Re-Imagining: A New Approach to Sustainable Packaging

We hear the terms reduce, recycle and reuse a lot. The words have practically become battle cries in most elementary schools these days. One company, though, is applying a new phrase to its sustainable packaging efforts: re-imagine. Icebreaker, a New Zealand outdoor apparel company, is asking its younger customers not to throw away or even to recycle the wrapping in which their fleece arrived. Icebreaker is designing packaging that can be turned into objects of creativity: toys, jewelry boxes and pencil cases.

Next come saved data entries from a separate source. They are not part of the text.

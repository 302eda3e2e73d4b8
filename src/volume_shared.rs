//! State shared by every task belonging to one volume: its maps, its
//! dependency handles, its callback sink, and the loading-blocks sets
//! that deduplicate in-flight loads per LOD (spec.md §5/§6).

use std::sync::atomic::{AtomicBool, Ordering};
use std::sync::Arc;

use parking_lot::Mutex;

use crate::allocator::ChunkAllocator;
use crate::config::VolumeConfig;
use crate::data::modifiers::ModifierStack;
use crate::data::DataLodMap;
use crate::dependency::DependencyRegistry;
use crate::loading_blocks::LoadingBlocks;
use crate::mesh::MeshLodMap;
use crate::output::VolumeCallbacks;
use crate::priority::ViewersSnapshot;
use crate::tasks::pool::TaskPool;

pub struct VolumeShared {
    pub config: VolumeConfig,
    pub data: DataLodMap,
    pub mesh: MeshLodMap,
    pub modifiers: ModifierStack,
    pub callbacks: Arc<dyn VolumeCallbacks>,
    pub loading_blocks: Vec<LoadingBlocks>,
    pub pool: Arc<TaskPool>,
    pub allocator: Arc<ChunkAllocator>,
    pub deps: DependencyRegistry,
    viewers: Mutex<Arc<ViewersSnapshot>>,
    /// Positions flagged for LOD propagation at LOD0 (spec.md §4.10),
    /// drained first by the update task each tick.
    pub blocks_pending_lodding_lod0: Mutex<Vec<crate::math::ChunkPos>>,
    /// Whether any currently registered viewer requires collisions,
    /// refreshed by the applier whenever it republishes the viewer
    /// snapshot; read by `MeshBlockTask` submission to set its
    /// `collision_hint` (spec.md §4.5.d/§4.12).
    collision_requested: AtomicBool,
}

impl VolumeShared {
    pub fn new(
        config: VolumeConfig,
        callbacks: Arc<dyn VolumeCallbacks>,
        pool: Arc<TaskPool>,
        deps: DependencyRegistry,
    ) -> Self {
        let lod_count = config.lod_count;
        let data = DataLodMap::new(lod_count, config.chunk_size).expect("validated config");
        let mesh = MeshLodMap::new(lod_count);
        let loading_blocks = (0..lod_count).map(|_| LoadingBlocks::new()).collect();
        Self {
            config,
            data,
            mesh,
            modifiers: ModifierStack::new(),
            callbacks,
            loading_blocks,
            pool,
            allocator: Arc::new(ChunkAllocator::new()),
            deps,
            viewers: Mutex::new(ViewersSnapshot::empty()),
            blocks_pending_lodding_lod0: Mutex::new(Vec::new()),
            collision_requested: AtomicBool::new(false),
        }
    }

    pub fn current_viewers(&self) -> Arc<ViewersSnapshot> {
        self.viewers.lock().clone()
    }

    pub fn publish_viewers(&self, snapshot: Arc<ViewersSnapshot>) {
        *self.viewers.lock() = snapshot;
    }

    pub fn set_collision_requested(&self, requested: bool) {
        self.collision_requested.store(requested, Ordering::Relaxed);
    }

    pub fn collision_requested(&self) -> bool {
        self.collision_requested.load(Ordering::Relaxed)
    }

    pub fn max_lod(&self) -> u8 {
        self.config.lod_count.saturating_sub(1)
    }

    pub fn loading_blocks(&self, lod: u8) -> &LoadingBlocks {
        &self.loading_blocks[lod as usize]
    }
}
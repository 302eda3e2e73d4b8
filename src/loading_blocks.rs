//! `loading_blocks: set<position>` per LOD (spec.md §5), guarded by its
//! own mutex so the streaming driver can deduplicate in-flight loads
//! without taking the DataMap's RW lock.

use std::collections::HashSet;

use parking_lot::Mutex;
use rustc_hash::FxHashSet;

use crate::math::ChunkPos;

#[derive(Default)]
pub struct LoadingBlocks {
    positions: Mutex<FxHashSet<ChunkPos>>,
}

impl LoadingBlocks {
    pub fn new() -> Self {
        Self::default()
    }

    /// Returns `true` if `pos` was not already marked loading (i.e. the
    /// caller should actually enqueue a load).
    pub fn begin(&self, pos: ChunkPos) -> bool {
        self.positions.lock().insert(pos)
    }

    pub fn is_loading(&self, pos: ChunkPos) -> bool {
        self.positions.lock().contains(&pos)
    }

    /// Returns `true` if `pos` was actually being tracked; a response for
    /// a position no longer present is a drop that must not enter the map
    /// (spec.md §8 boundary behavior).
    pub fn finish(&self, pos: ChunkPos) -> bool {
        self.positions.lock().remove(&pos)
    }

    pub fn len(&self) -> usize {
        self.positions.lock().len()
    }

    pub fn is_empty(&self) -> bool {
        self.len() == 0
    }
}

#[cfg(test)]
mod tests {
    use super::*;

    #[test]
    fn second_begin_for_same_position_is_a_no_op() {
        let lb = LoadingBlocks::new();
        let pos = ChunkPos::new(0, 0, 0);
        assert!(lb.begin(pos));
        assert!(!lb.begin(pos));
    }

    #[test]
    fn finish_for_untracked_position_returns_false() {
        let lb = LoadingBlocks::new();
        assert!(!lb.finish(ChunkPos::new(1, 1, 1)));
    }
}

A brief digression about high-end packaging may be in order, for context’s sake. I ordered a very cool pair of Australian hemp shoes a few months ago, despite the hefty price tag. Sometimes sustainable products are worth paying more for, I reasoned. But when they arrived (from China), they were encased in a Styrofoam tomb.
Yesterday, someone sent me a gift card from a high-end clothing retailer here in America. The outer envelope was stuffed with bubble wrap that was sealed with very pretty pink tape. The inner box had a beautiful ribbon tied around it. Inside the box was a thick, creamy envelope with my gift card inside. I was completely enchanted by the amazing attention to detail in the packaging design. Until I looked up and saw the pile of discarded paper and plastic that I had created during my delighted frenzy. I weighed it: almost half of pound of paper and plastic had been wrapped around a tiny gift card.
Why is it that luxury goods, especially, are almost always over-packaged? Even companies like Apple, who strive to be seen as sustainable, wrap their gadgets in an unnecessary amount of plastic and paper. Are these companies simply trying to gain competitive advantage by marketing their products in a way that seems fancy and unattainable? Or are consumers so jaded that we need our expensive toys to be encased in innovative but ultimately wasteful packaging in order to feel satisfied by our purchases?
Icebreaker certainly falls into the high-end category. The kids clothing features images of happy sheep and charming maps of New Zealand. The clothes resist odor, can be machine-washed and the Merino wool fibers are biodegradable and fire retardant. But it’s not cheap, by any stretch of the imagination. And the company knows that they must provide equally creative and innovative packaging, lest they fall short of customer expectations.
In order to push their commitment to sustainability one step further, they’ve designed packaging for their children’s line that can be “re-imagined”. For younger children, the box disassembles into “finger friend” toys. The older children are encouraged to use the box as a container for other items like school supplies and trinkets. Rob Achten, Icebreaker’s VP of Product and Creative Director, says “We thought a lot about packaging and over-packaging… We wanted to see if we could encourage them in thinking about giving a second life to packaging.” Young customers are invited to photograph their re-imagined creations and submit them for display on Icebreaker’s website. To top it off, all the paper used for the packaging is made from FSC-certified forests, and the ink is vegetable-based.
This re-imagined children’s packaging is not Icebreaker’s first attempt to innovate in the world of sustainable business. Earlier this year, we told you about their new “Baacode” system. Each clothing item comes with a unique Baacode that the customer can punch into the website to see the entire supply chain for their new sweater, from farm to mill.
Packaging that is recyclable or recycled has been a big trend recently, especially for green products. Unfortunately, companies are over-packaging products to the nth degree with the justification that: it’s recycled paper! Or recyclable plastic! Icebreaker is making a statement by ascertaining that their packaging can actually be used again and again. They are adding end-life value to their packaging design. I’m excited to see what they do next.

Rebecca Greenberg is an MBA candidate at the Presidio School of Management. Prior to her studies at Presidio, her professional experience was primarily focused in corporate retail merchandising at both Gap Inc. and Williams-Sonoma, Inc. Having traveled extensively in the developing world and having worked in corporate America, Rebecca is very passionate about applying business principles to sustainable development and poverty alleviation.

2 responses

  1. Very cool article. My pet peeve is how the cosmetics company encase a tiny jar inside a larger cardboard jar to make you think you’re buying more. Who are they kidding? keep up your good work!!!